Segundo o ISP de 2023, 46 dos 70 RPPS de Santa Catarina ficaram com notas A e B; (ou seja, 65% dos RPPS. 4 a mais se comparado com 2022). 08 dos 33 RPPS do Brasil que ficaram com nota A são de Santa Catarina (sendo que em SC há apenas 70 RPPS): (Campo Alegre, Concórdia, Joinville, Rio do Sul, Rio Negrinho, Salto Veloso, Taió e Videira), ou seja, dos 70 RPPS de Santa Catarina, 11% são A e 54% são B.  

E como meta para 2024 orientamos seguirem focados na melhoria constante, pois mesmo alguns RPPS que tiveram nota “A” a partir da combinação com os demais RPPS do mesmo porte, ainda tem a melhorar.

A nota “A” é atribuída com a combinação de critérios e quando em comparação a outros RPPS do mesmo porte e maturidade.
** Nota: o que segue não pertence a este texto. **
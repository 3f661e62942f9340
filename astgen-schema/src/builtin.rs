//! Built-in schema of the interpreter's front end
//!
//! Families are declared in dependency order: `typeNode` first because the
//! `expr` and `parameter` base records point at `TypeNode`.

use crate::registry::{Registry, RegistryBuilder};
use astgen_common::{GenError, SourceLocation};

pub const TYPE_NODES: &[&str] = &[
    "TypeNode         : Node self",
    "Simple           : Token name, TypeNodeArray generics",
    "Functor          : TypeNodeArray arguments, TypeNode *returnType, TypeNodeArray generics",
    "Union            : TypeNode* left, TypeNode* right",
    "Interface        : Token name, struct Variable* superType, StmtArray body, TypeNodeArray generics",
    "TypeDeclaration  : Token name, TypeNode* target, TypeNodeArray generics",
];

pub const EXPRS: &[&str] = &[
    "Expr     : Node self, TypeNode *type",
    "Binary   : Expr *left, Token operator, Expr* right",
    "Grouping : Expr* expression",
    "Literal  : Value value",
    "Unary    : Token operator, Expr* right",
    "Variable : Token name",
    "AltAssign: Token name, Token operator, Expr* value",
    "Assign   : Token name, Expr* value",
    "Logical  : Expr* left, Token operator, Expr* right",
    "Call     : Expr* callee, Token paren, ExprArray arguments",
    "GetItem  : Expr* object, Token bracket, Expr* index",
    "Get      : Expr* object, Token name",
    "Set      : Expr* object, Token name, Expr* value",
    "Super    : Token keyword, Token method",
    "This     : Token keyword",
    "Yield    : Expr* expression",
    "Lambda   : ParameterArray params, StmtArray body, TypeNodeArray generics",
    "List     : ExprArray items, Token bracket",
    "Map      : ExprArray keys, ExprArray values, Token brace",
];

pub const STMTS: &[&str] = &[
    "Stmt       : Node self",
    "Expression : Expr* expression, TypeNode* type",
    "Var        : Token name, Expr* initializer, TypeNode *type, AssignmentType assignmentType",
    "Block      : StmtArray statements",
    "Function   : Token name, ParameterArray params, TypeNodeArray generics, StmtArray body, FunctionType functionType, TypeNode *returnType",
    "Class      : Token name, struct Variable* superclass, StmtArray body, TypeNodeArray generics",
    "If         : Expr* condition, Stmt* thenBranch, Stmt* elseBranch",
    "While      : Expr* condition, Stmt* body",
    "For        : Stmt* initializer, Expr* condition, Expr* increment, Stmt* body",
    "Break      : Token keyword",
    "Return     : Token keyword, Expr* value",
    "Import     : Expr* expression, Token name",
    "Enum       : Token name, StmtArray body",
    "EnumItem   : Token name, ParameterArray params",
    "MethodSig  : Token name, ParameterArray params, TypeNode *returnType, FunctionType functionType, TypeNodeArray generics",
];

pub const PARAMETERS: &[&str] = &[
    "Parameter  : Node self, Token name, TypeNode* type",
    "Positional : ",
    "Keyword    : Expr* default_",
    "Variadic   : ",
];

pub const FUNCTION_TYPES: &[&str] = &[
    "TYPE_FUNCTION",
    "TYPE_SCRIPT",
    "TYPE_METHOD",
    "TYPE_INITIALIZER",
];

pub const ASSIGNMENT_TYPES: &[&str] = &["TYPE_FIELD", "TYPE_VARIABLE"];

/// Family tables in declaration order
pub const FAMILIES: &[(&str, &[&str])] = &[
    ("typeNode", TYPE_NODES),
    ("expr", EXPRS),
    ("stmt", STMTS),
    ("parameter", PARAMETERS),
];

/// Registry for the built-in schema
pub fn builtin_registry() -> Result<Registry, GenError> {
    let mut builder = RegistryBuilder::new();
    builder
        .prelude_enum("FunctionType", FUNCTION_TYPES, SourceLocation::builtin("enums", 0))
        .prelude_enum("AssignmentType", ASSIGNMENT_TYPES, SourceLocation::builtin("enums", 1));
    for (group, entries) in FAMILIES {
        builder.family(group, entries);
    }
    builder.build()
}
//! Field Descriptor Parser
//!
//! Turns one textual field entry (`Token operator`, `Expr *right`,
//! `struct Variable* superclass`, `StmtArray body`) into a typed [`Field`]
//! and classifies how the enclosing node owns it.

use crate::naming::is_c_identifier;
use astgen_common::{GenError, SourceLocation};
use serde::Serialize;
use std::fmt;

/// Pointer marker accepted on either side of the whitespace
const POINTER_MARKER: char = '*';

/// Type names ending with this suffix denote an owned child sequence
const SEQUENCE_SUFFIX: &str = "Array";

/// How a node owns the data behind one of its fields
#[derive(Debug, Clone, Copy, PartialEq, Eq, Hash, Serialize)]
pub enum Ownership {
    /// Stored by value: tokens, literal values, enum tags, unknown scalars
    Value,
    /// Exclusively owned single child node
    OwnedChild,
    /// Exclusively owned homogeneous child sequence (an `...Array` container)
    OwnedSequence,
}

impl fmt::Display for Ownership {
    fn fmt(&self, f: &mut fmt::Formatter<'_>) -> fmt::Result {
        match self {
            Ownership::Value => write!(f, "a value field"),
            Ownership::OwnedChild => write!(f, "an owned child"),
            Ownership::OwnedSequence => write!(f, "an owned child sequence"),
        }
    }
}

/// Declared type of a field: base type text plus pointer depth
#[derive(Debug, Clone, PartialEq, Eq, Hash, Serialize)]
pub struct TypeSpec {
    /// Base type, whitespace-normalized (`Token`, `struct Variable`)
    pub base: String,
    /// Number of pointer markers
    pub pointer_depth: u8,
}

impl TypeSpec {
    pub fn new(base: &str, pointer_depth: u8) -> Self {
        Self {
            base: base.to_string(),
            pointer_depth,
        }
    }

    /// A plain, non-pointer type
    pub fn value(base: &str) -> Self {
        Self::new(base, 0)
    }

    /// A single pointer to `base`
    pub fn pointer(base: &str) -> Self {
        Self::new(base, 1)
    }

    pub fn is_pointer(&self) -> bool {
        self.pointer_depth > 0
    }

    /// The type name without an elaborated `struct`/`enum`/`union` keyword
    pub fn type_name(&self) -> &str {
        self.base.rsplit(' ').next().unwrap_or(&self.base)
    }

    /// Classify the ownership this type implies
    pub fn ownership(&self) -> Ownership {
        if self.is_pointer() {
            Ownership::OwnedChild
        } else {
            let name = self.type_name();
            if name.len() > SEQUENCE_SUFFIX.len() && name.ends_with(SEQUENCE_SUFFIX) {
                Ownership::OwnedSequence
            } else {
                Ownership::Value
            }
        }
    }
}

impl fmt::Display for TypeSpec {
    fn fmt(&self, f: &mut fmt::Formatter<'_>) -> fmt::Result {
        write!(f, "{}", self.base)?;
        for _ in 0..self.pointer_depth {
            write!(f, "{}", POINTER_MARKER)?;
        }
        Ok(())
    }
}

/// One data member of a record
#[derive(Debug, Clone, PartialEq, Eq, Hash, Serialize)]
pub struct Field {
    #[serde(rename = "type")]
    pub ty: TypeSpec,
    pub name: String,
}

impl Field {
    pub fn new(ty: TypeSpec, name: &str) -> Self {
        Self {
            ty,
            name: name.to_string(),
        }
    }

    pub fn ownership(&self) -> Ownership {
        self.ty.ownership()
    }

    /// Container type backing this field, for owned sequences
    pub fn container_type(&self) -> Option<&str> {
        match self.ownership() {
            Ownership::OwnedSequence => Some(self.ty.type_name()),
            _ => None,
        }
    }
}

impl fmt::Display for Field {
    fn fmt(&self, f: &mut fmt::Formatter<'_>) -> fmt::Result {
        write!(f, "{} {}", self.ty, self.name)
    }
}

/// Parse a single field entry such as `Expr *left` or `Token name`
pub fn parse_field(text: &str, location: &SourceLocation) -> Result<Field, GenError> {
    let entry = text.trim();
    if entry.is_empty() {
        return Err(GenError::malformed_field(text, "empty field entry", location.clone()));
    }

    // The identifier is the trailing run of identifier characters
    let ident_start = entry
        .rfind(|c: char| !(c.is_ascii_alphanumeric() || c == '_'))
        .map(|pos| pos + 1)
        .unwrap_or(0);
    let name = &entry[ident_start..];
    if ident_start == 0 {
        return Err(GenError::malformed_field(
            entry,
            "expected a type followed by an identifier",
            location.clone(),
        ));
    }
    if !is_c_identifier(name) {
        return Err(GenError::malformed_field(
            entry,
            "field name is not a C identifier",
            location.clone(),
        ));
    }

    let mut rest = &entry[..ident_start];
    let mut pointer_depth = 0u8;
    loop {
        rest = rest.trim_end();
        match rest.strip_suffix(POINTER_MARKER) {
            Some(stripped) => {
                pointer_depth += 1;
                rest = stripped;
            }
            None => break,
        }
    }

    let base = rest.split_whitespace().collect::<Vec<_>>().join(" ");
    if base.is_empty() {
        return Err(GenError::malformed_field(entry, "missing field type", location.clone()));
    }
    if !base.split(' ').all(is_c_identifier) {
        return Err(GenError::malformed_field(
            entry,
            "unsupported type syntax",
            location.clone(),
        ));
    }

    Ok(Field::new(TypeSpec::new(&base, pointer_depth), name))
}

/// Parse a comma-separated field list; a blank list yields no fields
pub fn parse_field_list(text: &str, location: &SourceLocation) -> Result<Vec<Field>, GenError> {
    if text.trim().is_empty() {
        return Ok(Vec::new());
    }

    text.split(',')
        .map(|entry| parse_field(entry, location))
        .collect()
}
Por isso, alguns RPPS, mesmo tendo obtido nota “A” há critérios a melhorar.

6) Gestão e uso responsável da taxa de administração

Sabemos que a lei estabelece que os RPPS só podem gastar com pagamento de benefícios de aposentadoria e pensão por morte, assim como com a taxa de administração para despesas correntes e de manutenção da unidade gestora do RPPS. Demais receitas, a maioria advinda da contribuição dos atuais servidores ativos, devem ser acumuladas, aplicadas e mantidas em conta para pagamento dos benefícios previdenciários presentes e futuros.

A norma estabelece um limite máximo que a unidade gestora do RPPS pode utilizar à título de taxa de administração, porém, alertamos aos dirigentes e conselheiros para a gestão e uso responsável da taxa de administração.

A ASSIMPASC procura realizar diversos cursos, eventos ou outras formas de comunicação que tem por objetivo levar conhecimento e informação constante aos RPPS de Santa Catarina, na sua imensa maioria realizados de forma gratuita aos RPPS Associados, a fim de contribuir e incentivar também a redução de gasto com a taxa de administração e, portanto, contribuir com a busca da sustentabilidade do RPPS.

Como informado, a norma estabelece um percentual máximo de gasto com a taxa de administração, mas isso não significa que, se não for necessário, a unidade gestora precisa gastar todo o limite. Se o RPPS é deficitário, se as alíquotas de contribuição já são altas, toda e qualquer redução de despesa é importante, pois poderá ser mantida ou destinada para a conta de benefícios, razão de existir do RPPS e o regime venha ficar mais próximo de alcançar a sustentabilidade.

Sendo essas as principais ações recomendadas aos RPPS como Metas para 2024, reafirmamos que a ASSIMPASC permanece à disposição de todos para contribuir com a boa e eficaz gestão previdenciária, com a profissionalização e fortalecimentos dos RPPS e com a busca e alcance da sustentabilidade, do equilíbrio financeiro e atuarial do RPPS e também com o equilíbrio das contas públicas.